The Science Behind Work Friendships
Happy employees are more productive, this is generally true and one of the reasons why work friendships matter. Even before the pandemic, Gallup consistently found that having a best friend at work leads to better performance. The study shows that when there is a “deep sense of affiliation” between employees and their team members, there’s a drive to act in the benefit of their employers in ways that would not be there without those connections.
This, says Gallup, makes women specifically less likely to go looking to change jobs if they have a best friend at work. It also makes them more likely to take risks that could lead to something innovative, to enjoy what they do, and to have a positive experience during the day. This means that having good relationships at work will not only make employees more productive and more likely to work harder, but it will also make them enjoy what they do and look forward to their workday. It’ll make them happier.
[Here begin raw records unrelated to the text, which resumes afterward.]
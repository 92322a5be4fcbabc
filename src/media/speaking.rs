//! Local speaking detection.
//!
//! Watches the energy envelope of the local microphone track and turns it
//! into debounced speaking/stopped transitions: the rising edge fires
//! immediately, the falling edge only after the configured silence window
//! passes without a loud sample. Exactly one event is emitted per
//! transition.

use std::{
    cell::{Cell, RefCell},
    rc::Rc,
};

use futures::{
    channel::mpsc, future, stream::LocalBoxStream, FutureExt as _,
    StreamExt as _,
};

use crate::{conf, platform, utils::TaskHandle};

/// Transition of the local participant's speaking state.
#[derive(Clone, Copy, Debug, Eq, PartialEq)]
pub enum SpeakingEvent {
    /// Local participant started speaking.
    Speaking,

    /// Local participant went silent for the whole silence window.
    Stopped,
}

/// Actual state of a [`SpeakingDetector`].
struct InnerSpeakingDetector {
    /// Detection thresholds.
    conf: conf::Speaking,

    /// Current speaking state.
    is_speaking: Cell<bool>,

    /// Mute state of the watched track.
    ///
    /// A muted track counts as silent regardless of its level samples.
    is_muted: Cell<bool>,

    /// Armed falling-edge debounce timer, if any.
    pending_stop: RefCell<Option<TaskHandle>>,

    /// Task draining the watched level stream.
    sampling: RefCell<Option<TaskHandle>>,

    /// Sink of emitted [`SpeakingEvent`]s.
    events_tx: mpsc::UnboundedSender<SpeakingEvent>,
}

impl InnerSpeakingDetector {
    /// Feeds a single level sample into the detector.
    fn on_sample(self: &Rc<Self>, level: f32) {
        if level >= self.conf.level_threshold && !self.is_muted.get() {
            self.on_voice();
        } else {
            self.on_silence();
        }
    }

    /// Handles a loud sample: cancels an armed stop and fires the rising
    /// edge once.
    fn on_voice(&self) {
        drop(self.pending_stop.borrow_mut().take());
        if !self.is_speaking.get() {
            self.is_speaking.set(true);
            drop(self.events_tx.unbounded_send(SpeakingEvent::Speaking));
        }
    }

    /// Handles a silent sample: arms the debounce timer if the falling edge
    /// is not already pending.
    fn on_silence(self: &Rc<Self>) {
        if !self.is_speaking.get() || self.pending_stop.borrow().is_some() {
            return;
        }

        let window = self.conf.silence_window;
        let weak_inner = Rc::downgrade(self);
        let (timer, abort) = future::abortable(async move {
            platform::delay_for(window).await;
            if let Some(inner) = weak_inner.upgrade() {
                drop(inner.pending_stop.borrow_mut().take());
                inner.is_speaking.set(false);
                drop(inner.events_tx.unbounded_send(SpeakingEvent::Stopped));
            }
        });
        platform::spawn(timer.map(drop));

        self.pending_stop
            .borrow_mut()
            .replace(TaskHandle::from(abort));
    }
}

/// Detector of the local participant's speaking state.
///
/// Emitted [`SpeakingEvent`]s are consumed by the session, which broadcasts
/// them to the channel.
pub struct SpeakingDetector(Rc<InnerSpeakingDetector>);

impl SpeakingDetector {
    /// Creates a new stopped [`SpeakingDetector`] with the provided
    /// thresholds, returning the stream of its future transitions.
    #[must_use]
    pub fn new(
        conf: conf::Speaking,
    ) -> (Self, mpsc::UnboundedReceiver<SpeakingEvent>) {
        let (events_tx, events_rx) = mpsc::unbounded();
        (
            Self(Rc::new(InnerSpeakingDetector {
                conf,
                is_speaking: Cell::new(false),
                is_muted: Cell::new(false),
                pending_stop: RefCell::new(None),
                sampling: RefCell::new(None),
                events_tx,
            })),
            events_rx,
        )
    }

    /// Starts sampling the provided level stream, replacing a previously
    /// watched one.
    pub fn start(&self, mut levels: LocalBoxStream<'static, f32>) {
        let inner = Rc::clone(&self.0);
        let (sampling, abort) = future::abortable(async move {
            while let Some(level) = levels.next().await {
                inner.on_sample(level);
            }
        });
        platform::spawn(sampling.map(drop));

        self.0.sampling.borrow_mut().replace(TaskHandle::from(abort));
    }

    /// Marks the watched track as muted or unmuted.
    ///
    /// Muting counts as a falling edge, so an active speaking state goes
    /// through the regular silence window before the stop is emitted.
    pub fn set_muted(&self, is_muted: bool) {
        self.0.is_muted.set(is_muted);
        if is_muted {
            self.0.on_silence();
        }
    }

    /// Indicates whether the local participant currently counts as
    /// speaking.
    #[must_use]
    pub fn is_speaking(&self) -> bool {
        self.0.is_speaking.get()
    }

    /// Stops sampling and resets the detector without emitting any
    /// transition.
    ///
    /// Pending debounce timers are cancelled deterministically.
    pub fn stop(&self) {
        drop(self.0.sampling.borrow_mut().take());
        drop(self.0.pending_stop.borrow_mut().take());
        self.0.is_speaking.set(false);
        self.0.is_muted.set(false);
    }
}
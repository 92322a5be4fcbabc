//! Session directory seam.
//!
//! The directory is the REST side of voice presence: it answers which
//! participants are currently registered in which channels and persists the
//! local participant's mute/video/screen flags. It is consumed, never
//! implemented, by this engine.

use std::collections::HashMap;

use async_trait::async_trait;
use derive_more::Display;
use tracerr::Traced;

use echo_signal_proto::{ChannelId, ParticipantInfo};

use crate::{platform, utils::Caused};

/// Errors occurring when a session directory request fails.
#[derive(Clone, Debug, Display)]
pub enum DirectoryError {
    /// Request could not be performed or answered with an error status.
    #[display(fmt = "session directory request failed: {}", _0)]
    Request(platform::Error),
}

impl Caused for DirectoryError {
    fn name(&self) -> &'static str {
        match self {
            Self::Request(_) => "DirectoryError",
        }
    }

    fn cause(self) -> Option<platform::Error> {
        match self {
            Self::Request(err) => Some(err),
        }
    }
}

type Result<T> = std::result::Result<T, Traced<DirectoryError>>;

/// External session directory of voice channels.
#[async_trait(?Send)]
#[cfg_attr(feature = "mockable", mockall::automock)]
pub trait SessionDirectory {
    /// Registers the provided participant's presence in the provided
    /// channel.
    ///
    /// Registration is an idempotent upsert.
    ///
    /// # Errors
    ///
    /// Errors if the directory request fails.
    async fn register(
        &self,
        channel_id: &ChannelId,
        info: &ParticipantInfo,
    ) -> Result<()>;

    /// Removes the local participant's presence from the provided channel.
    ///
    /// # Errors
    ///
    /// Errors if the directory request fails.
    async fn deregister(&self, channel_id: &ChannelId) -> Result<()>;

    /// Persists the local participant's mute flag.
    ///
    /// # Errors
    ///
    /// Errors if the directory request fails.
    async fn set_muted(
        &self,
        channel_id: &ChannelId,
        is_muted: bool,
    ) -> Result<()>;

    /// Persists the local participant's camera flag.
    ///
    /// # Errors
    ///
    /// Errors if the directory request fails.
    async fn set_video(
        &self,
        channel_id: &ChannelId,
        has_video: bool,
    ) -> Result<()>;

    /// Persists the local participant's screen-share flag.
    ///
    /// # Errors
    ///
    /// Errors if the directory request fails.
    async fn set_screen_share(
        &self,
        channel_id: &ChannelId,
        is_screen_sharing: bool,
    ) -> Result<()>;

    /// Returns the current roster of every provided channel.
    ///
    /// # Errors
    ///
    /// Errors if the directory request fails.
    async fn sessions(
        &self,
        channel_ids: &[ChannelId],
    ) -> Result<HashMap<ChannelId, Vec<ParticipantInfo>>>;
}
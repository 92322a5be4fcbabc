//! Fake seam implementations shared by the integration tests.

#![allow(dead_code)]

use std::{
    cell::{Cell, RefCell},
    collections::{HashMap, HashSet},
    future::Future,
    rc::Rc,
};

use async_trait::async_trait;
use futures::{
    channel::mpsc,
    stream::{self, LocalBoxStream},
    StreamExt as _,
};
use tokio::task;
use tracerr::Traced;

use echo::{
    conf::Conf,
    directory::{DirectoryError, SessionDirectory},
    platform,
    proto::{ChannelId, Event, IceCandidate, ParticipantId, ParticipantInfo},
    signal::{SignalTransport, TransportError, TransportState},
    Echo, MediaKind, MediaSourceKind, SessionHandle,
};

/// Runs the provided future inside a fresh [`task::LocalSet`].
pub async fn run_local<F>(f: F) -> F::Output
where
    F: Future,
{
    task::LocalSet::new().run_until(f).await
}

/// Lets every spawned engine task drain its queues.
pub async fn settle() {
    for _ in 0..50 {
        task::yield_now().await;
    }
}

/// Builds a [`ParticipantInfo`] with all media flags off.
pub fn info(id: &str) -> ParticipantInfo {
    ParticipantInfo {
        user_id: id.into(),
        username: id.to_uppercase(),
        avatar_url: None,
        is_muted: false,
        has_video: false,
        is_screen_sharing: false,
    }
}

// ----------------------------------------------------------------------------
// Pub/sub bus
// ----------------------------------------------------------------------------

/// Single endpoint connected to a [`FakeBus`].
#[derive(Default)]
struct EndpointInner {
    topics: RefCell<HashSet<String>>,
    message_txs: RefCell<Vec<mpsc::UnboundedSender<Event>>>,
    state_txs: RefCell<Vec<mpsc::UnboundedSender<TransportState>>>,
}

struct BusInner {
    /// Every event ever published, in publish order.
    log: RefCell<Vec<(String, Event)>>,

    /// Connected endpoints.
    endpoints: RefCell<Vec<Rc<EndpointInner>>>,

    /// Indicator whether delivery is held back.
    paused: Cell<bool>,

    /// Events queued while delivery was held back.
    queued: RefCell<Vec<(String, Event)>>,
}

/// In-memory pub/sub bus delivering published events to every subscriber of
/// a topic, the publisher included (real brokers echo too).
#[derive(Clone)]
pub struct FakeBus(Rc<BusInner>);

impl FakeBus {
    pub fn new() -> Self {
        Self(Rc::new(BusInner {
            log: RefCell::new(Vec::new()),
            endpoints: RefCell::new(Vec::new()),
            paused: Cell::new(false),
            queued: RefCell::new(Vec::new()),
        }))
    }

    /// Creates a new transport endpoint connected to this bus.
    pub fn endpoint(&self) -> Rc<FakeTransport> {
        let inner = Rc::new(EndpointInner::default());
        self.0.endpoints.borrow_mut().push(Rc::clone(&inner));
        Rc::new(FakeTransport {
            bus: Rc::clone(&self.0),
            inner,
        })
    }

    /// Holds back event delivery (publishes are queued).
    pub fn pause(&self) {
        self.0.paused.set(true);
    }

    /// Flushes queued events and resumes immediate delivery.
    pub fn release(&self) {
        self.0.paused.set(false);
        let queued: Vec<_> = self.0.queued.borrow_mut().drain(..).collect();
        for (topic, event) in queued {
            Self::deliver(&self.0, &topic, &event);
        }
    }

    /// Injects an event into the bus as if some external party published
    /// it.
    pub fn inject(&self, topic: &str, event: Event) {
        self.0
            .log
            .borrow_mut()
            .push((topic.to_owned(), event.clone()));
        if self.0.paused.get() {
            self.0.queued.borrow_mut().push((topic.to_owned(), event));
        } else {
            Self::deliver(&self.0, topic, &event);
        }
    }

    /// Returns every published event of the provided topic.
    pub fn published(&self, topic: &str) -> Vec<Event> {
        self.0
            .log
            .borrow()
            .iter()
            .filter(|(t, _)| t == topic)
            .map(|(_, e)| e.clone())
            .collect()
    }

    /// Counts published `webrtc-offer` events of the provided topic.
    pub fn offers(&self, topic: &str) -> Vec<Event> {
        self.published(topic)
            .into_iter()
            .filter(|e| matches!(e, Event::WebrtcOffer { .. }))
            .collect()
    }

    /// Counts published `webrtc-answer` events of the provided topic.
    pub fn answers(&self, topic: &str) -> Vec<Event> {
        self.published(topic)
            .into_iter()
            .filter(|e| matches!(e, Event::WebrtcAnswer { .. }))
            .collect()
    }

    fn deliver(bus: &Rc<BusInner>, topic: &str, event: &Event) {
        for endpoint in bus.endpoints.borrow().iter() {
            if !endpoint.topics.borrow().contains(topic) {
                continue;
            }
            for tx in endpoint.message_txs.borrow().iter() {
                drop(tx.unbounded_send(event.clone()));
            }
        }
    }
}

/// [`SignalTransport`] endpoint of a [`FakeBus`].
pub struct FakeTransport {
    bus: Rc<BusInner>,
    inner: Rc<EndpointInner>,
}

impl SignalTransport for FakeTransport {
    fn subscribe(&self, topic: &str) -> Result<(), Traced<TransportError>> {
        drop(self.inner.topics.borrow_mut().insert(topic.to_owned()));
        for tx in self.inner.state_txs.borrow().iter() {
            drop(tx.unbounded_send(TransportState::Open));
        }
        Ok(())
    }

    fn unsubscribe(&self, topic: &str) {
        drop(self.inner.topics.borrow_mut().remove(topic));
    }

    fn send(
        &self,
        topic: &str,
        event: &Event,
    ) -> Result<(), Traced<TransportError>> {
        self.bus
            .log
            .borrow_mut()
            .push((topic.to_owned(), event.clone()));
        if self.bus.paused.get() {
            self.bus
                .queued
                .borrow_mut()
                .push((topic.to_owned(), event.clone()));
        } else {
            FakeBus::deliver(&self.bus, topic, event);
        }
        Ok(())
    }

    fn on_message(&self) -> LocalBoxStream<'static, Event> {
        let (tx, rx) = mpsc::unbounded();
        self.inner.message_txs.borrow_mut().push(tx);
        rx.boxed_local()
    }

    fn on_state_change(&self) -> LocalBoxStream<'static, TransportState> {
        let (tx, rx) = mpsc::unbounded();
        drop(tx.unbounded_send(TransportState::Connecting));
        self.inner.state_txs.borrow_mut().push(tx);
        rx.boxed_local()
    }
}

// ----------------------------------------------------------------------------
// Session directory
// ----------------------------------------------------------------------------

#[derive(Default)]
pub struct DirectoryInner {
    rosters: RefCell<HashMap<ChannelId, Vec<ParticipantInfo>>>,
    pub register_calls: Cell<u32>,
    pub flag_calls: RefCell<Vec<String>>,
    pub fail_register: Cell<bool>,
}

impl DirectoryInner {
    /// Pre-seeds the roster of the provided channel.
    pub fn seed(&self, channel_id: &ChannelId, roster: Vec<ParticipantInfo>) {
        drop(
            self.rosters
                .borrow_mut()
                .insert(channel_id.clone(), roster),
        );
    }
}

/// Per-participant view of a shared in-memory session directory.
pub struct FakeDirectory {
    me: ParticipantId,
    shared: Rc<DirectoryInner>,
}

impl FakeDirectory {
    pub fn new(me: &str, shared: Rc<DirectoryInner>) -> Rc<Self> {
        Rc::new(Self {
            me: me.into(),
            shared,
        })
    }

    fn patch<F>(&self, channel_id: &ChannelId, f: F)
    where
        F: Fn(&mut ParticipantInfo),
    {
        if let Some(roster) =
            self.shared.rosters.borrow_mut().get_mut(channel_id)
        {
            for entry in roster.iter_mut() {
                if entry.user_id == self.me {
                    f(entry);
                }
            }
        }
    }
}

#[async_trait(?Send)]
impl SessionDirectory for FakeDirectory {
    async fn register(
        &self,
        channel_id: &ChannelId,
        info: &ParticipantInfo,
    ) -> Result<(), Traced<DirectoryError>> {
        self.shared.register_calls.set(self.shared.register_calls.get() + 1);
        if self.shared.fail_register.get() {
            return Err(tracerr::new!(DirectoryError::Request(
                platform::Error::from("503 Service Unavailable")
            )));
        }
        let mut rosters = self.shared.rosters.borrow_mut();
        let roster = rosters.entry(channel_id.clone()).or_default();
        roster.retain(|entry| entry.user_id != info.user_id);
        roster.push(info.clone());
        Ok(())
    }

    async fn deregister(
        &self,
        channel_id: &ChannelId,
    ) -> Result<(), Traced<DirectoryError>> {
        if let Some(roster) =
            self.shared.rosters.borrow_mut().get_mut(channel_id)
        {
            roster.retain(|entry| entry.user_id != self.me);
        }
        Ok(())
    }

    async fn set_muted(
        &self,
        channel_id: &ChannelId,
        is_muted: bool,
    ) -> Result<(), Traced<DirectoryError>> {
        self.shared
            .flag_calls
            .borrow_mut()
            .push(format!("{}:muted:{}", self.me, is_muted));
        self.patch(channel_id, |entry| entry.is_muted = is_muted);
        Ok(())
    }

    async fn set_video(
        &self,
        channel_id: &ChannelId,
        has_video: bool,
    ) -> Result<(), Traced<DirectoryError>> {
        self.shared
            .flag_calls
            .borrow_mut()
            .push(format!("{}:video:{}", self.me, has_video));
        self.patch(channel_id, |entry| entry.has_video = has_video);
        Ok(())
    }

    async fn set_screen_share(
        &self,
        channel_id: &ChannelId,
        is_screen_sharing: bool,
    ) -> Result<(), Traced<DirectoryError>> {
        self.shared
            .flag_calls
            .borrow_mut()
            .push(format!("{}:screen:{}", self.me, is_screen_sharing));
        self.patch(channel_id, |entry| {
            entry.is_screen_sharing = is_screen_sharing;
        });
        Ok(())
    }

    async fn sessions(
        &self,
        channel_ids: &[ChannelId],
    ) -> Result<HashMap<ChannelId, Vec<ParticipantInfo>>, Traced<DirectoryError>>
    {
        let rosters = self.shared.rosters.borrow();
        Ok(channel_ids
            .iter()
            .map(|id| {
                (id.clone(), rosters.get(id).cloned().unwrap_or_default())
            })
            .collect())
    }
}

// ----------------------------------------------------------------------------
// Platform media stack
// ----------------------------------------------------------------------------

/// Recording fake of a platform media track.
pub struct FakeTrack {
    pub id: String,
    pub kind: MediaKind,
    pub source_kind: MediaSourceKind,
    pub enabled: Cell<bool>,
    pub stopped: Cell<bool>,
    level_rx: RefCell<Option<mpsc::UnboundedReceiver<f32>>>,
}

impl FakeTrack {
    fn new(
        id: String,
        kind: MediaKind,
        source_kind: MediaSourceKind,
        level_rx: Option<mpsc::UnboundedReceiver<f32>>,
    ) -> Rc<Self> {
        Rc::new(Self {
            id,
            kind,
            source_kind,
            enabled: Cell::new(true),
            stopped: Cell::new(false),
            level_rx: RefCell::new(level_rx),
        })
    }
}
Work friendships matter so much, in fact, that they speak to greater employee well-being, engagement and performance.
Remote Work Friendships
We get it. Making new work friendships got more complicated after everything went remote during the pandemic. Remote work changed the dynamic of our office relationships. It made them go from friendships that happened effortlessly during work hours to another kind of relationship that suddenly required us to be much more intentional. To make an effort to stay in touch and maybe find other shared interests.
A 2020 study by BGC showed that employees who reported satisfaction with social connectivity with their colleagues were two to three times more likely to have maintained or improved their productivity on collaborative tasks than those who are dissatisfied with their connections. Unfortunately, without those shared spaces where people can spontaneously interact every day, some of those friendships have faded. Considering that work friendships can have such an important impact on productivity, companies and team leaders should prioritize building and maintaining strong social ties between employees. And they should create spaces for hybrid employees to feel at home and connect on the days when they spend time at the office.
Take Advantage of New Opportunities to Interact
It’s true that hybrid workspaces have made some office relationships harder to maintain, but it also creates unique opportunities to interact. Being on lockdown meant that the people who started new jobs during the pandemic became friends with people they’d never been in the same room with. It’s not impossible, technology does make it easier, and you don’t even need daily zoom meetings to connect when there are memes, and TikToks and an endless amount of shareable content online. It’s easier to break the ice now than it ever has been, so make sure you are taking advantage of it.
Hybrid workplaces have forced managers to have a more hands-on approach with their employees. But it’s not just managers. If everyone is staying connected through instant messaging services or even just email chains, it’s probably easier for you to not only have access to managers, but to everyone else on the team. Make plans, go out for coffee or a drink. Create your own water cooler moments and talk to people, even if it seems you may not have much in common with them. Maybe you’ll learn something. Or you’ll find a friend.
Taking Care of Work Friendships
Work friendships matter and you’ll have to put some time into them, especially if you’re mostly remote. Make sure you’re making room for these friendships to grow and keep in mind that as any other relationship, these friendships can’t be forced. Just let them happen. Find a neutral ground and go from there. And maybe give yourself the opportunity to step out of your comfort zone(s) and diversify your work friendships. Plan to hang out with your work colleagues for no reason other than spending time with each other every now and then.
Make sure your work friends are really inspiring and boosting your engagement and morale. And since it will likely take an extra effort, try to find people who are willing to make the same effort in return. Individuals who make sure you’re being heard, who can be your sounding board, and hold you accountable when needed. Work friends who will make going into the office or joining an online call something to look forward to. These relationships bring meaning to the workplace, they add purpose and improve not just the quality of work, but also your mental health and your quality of life.